如月惊叫:“御花园?那可不是一般人能去的地方,被发现了是要掉脑袋的!”
“我开始以为就是个普通花园,后来才知道,吓死我了,还好有惊无险。”
“娘娘,你要这么多玫瑰干什么?”如月就是“十万个为什么”。
“酿酒。”
“玫瑰酒?好喝吗?”
“当然。我已经卖出去了。”
如月糊涂了,“娘娘,我怎么听不懂?你酒还没酿出来,怎么就已经卖出去了?”
木无双解释道:“这叫预售。要想买我的酒,就提前交钱,我到时给他留好。”
如月似懂非懂地点点头,“娘娘,我发现你好聪明哦,这样就可以先拿到钱,还不用担心卖不出去。”
木无双从玫瑰花堆里扒拉出金腰带,“瞧瞧,这就是订金。”
看到金腰带,如月的眼睛瞪得像铜铃,“这绝非寻常之物,厉嬷嬷,你是宫里的老人,快看看!”
厉嬷嬷也大吃一惊,“这可是用纯金丝和上好的绸缎织成的,上面还有这么多宝石!能戴这样的腰带,不是皇亲国戚就是达官贵人。”
“啊,果然是真土豪,发财了!厉嬷嬷,这能换多少钱?”木无双兴奋极了。
“我也是第一次见这种稀罕物,想必价值不菲。”
“太好了,厉嬷嬷,你路子广,到时托人拿到宫外去卖掉。

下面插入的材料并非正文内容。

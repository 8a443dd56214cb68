//! The overlay manager: applies provider overrides against a store.
//!
//! Providers run in registration order and each configuration object in the
//! order its provider declared it. A load or save failure is recorded for
//! that object only; the run carries on with the next one. Only a provider
//! error aborts the run.

use toml::Table;

use crate::error::OrchestratorError;
use crate::provider::ConfigProvider;
use crate::report::{AggregateResult, ApplyResult, ProviderReport};
use crate::store::{ConfigSource, ConfigStore, StoreError};

/// What happened to one configuration object.
#[derive(Debug)]
enum ObjectOutcome {
    /// The store has no such object.
    Missing,
    /// Dry run: the object exists and these settings would be written.
    Previewed(Table),
    Updated,
    Failed(StoreError),
}

#[derive(Default)]
pub struct OverlayManager {
    providers: Vec<Box<dyn ConfigProvider>>,
}

impl OverlayManager {
    pub fn new() -> Self {
        Self::default()
    }

    /// Append a provider. Duplicates and overlapping objects are allowed;
    /// later providers win key by key.
    pub fn add_provider(&mut self, provider: Box<dyn ConfigProvider>) {
        self.providers.push(provider);
    }

    pub fn with_provider(mut self, provider: impl ConfigProvider + 'static) -> Self {
        self.add_provider(Box::new(provider));
        self
    }

    /// Registered providers, in registration order.
    pub fn providers(&self) -> &[Box<dyn ConfigProvider>] {
        &self.providers
    }

    /// Apply every provider that lists `environment` against `store`.
    ///
    /// With `dry_run` the store is only read. Per-object failures end up as
    /// failed details; an error is returned only when a provider fails to
    /// produce its overrides.
    pub fn apply_configurations<S: ConfigStore>(
        &self,
        store: &mut S,
        environment: &str,
        dry_run: bool,
    ) -> Result<AggregateResult, OrchestratorError> {
        let mut aggregate = AggregateResult::default();

        for provider in &self.providers {
            let id = &provider.info().id;
            if !provider.applies_to(environment) {
                tracing::debug!(provider = %id, environment, "provider does not apply, skipping");
                continue;
            }

            let overrides = provider.configuration_overrides(environment)?;
            let mut report = ProviderReport::new(id.as_str());

            for (name, settings) in overrides {
                let outcome = if dry_run {
                    preview(&*store, &name, settings)
                } else {
                    apply(store, &name, settings)
                };
                record(&mut report, &name, outcome);
            }

            tracing::debug!(
                provider = %id,
                success = report.success_count,
                total = report.total_count,
                "provider applied"
            );
            aggregate.push(report);
        }

        Ok(aggregate)
    }
}

fn preview<S: ConfigSource + ?Sized>(store: &S, name: &str, settings: Table) -> ObjectOutcome {
    match store.get_editable(name) {
        Some(_) => ObjectOutcome::Previewed(settings),
        None => ObjectOutcome::Missing,
    }
}

fn apply<S: ConfigStore + ?Sized>(store: &mut S, name: &str, settings: Table) -> ObjectOutcome {
    let Some(mut config) = store.get_editable(name) else {
        return ObjectOutcome::Missing;
    };
    for (key, value) in settings {
        config.set(&key, value);
    }
    match store.save(config) {
        Ok(()) => ObjectOutcome::Updated,
        Err(e) => ObjectOutcome::Failed(e),
    }
}

fn record(report: &mut ProviderReport, name: &str, outcome: ObjectOutcome) {
    let detail = match outcome {
        ObjectOutcome::Missing => {
            tracing::warn!(config = name, "could not load configuration object");
            report.details.push(ApplyResult::failed(format!(
                "Could not load configuration: {name}"
            )));
            return;
        }
        ObjectOutcome::Previewed(changes) => {
            report.success_count += 1;
            ApplyResult::preview(format!("Would update configuration: {name}"), changes)
        }
        ObjectOutcome::Updated => {
            tracing::info!(config = name, "configuration updated");
            report.success_count += 1;
            ApplyResult::succeeded(format!("Updated configuration: {name}"))
        }
        ObjectOutcome::Failed(e) => {
            tracing::warn!(config = name, error = %e, "failed to save configuration object");
            ApplyResult::failed(format!("Failed to update configuration {name}: {e}"))
        }
    };
    report.total_count += 1;
    report.details.push(detail);
}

”
如月蜡黄的脸上突然神采奕奕,“娘娘,你简直是个赚钱的天才,在你的带领下,冷宫越来越有奔头了。”
木无双可不敢盲目乐观。她深知,像这种一掷千金的傻子并不多见,要想搞钱,还是得抓住每个机会,脚踏实地,方能聚沙成塔。
世人皆知,钱难挣,屎难吃。身处冷宫,更是难上加难。
木无双躺在床上,暗暗勉励自己:无论如何,生命不息,搞钱不止。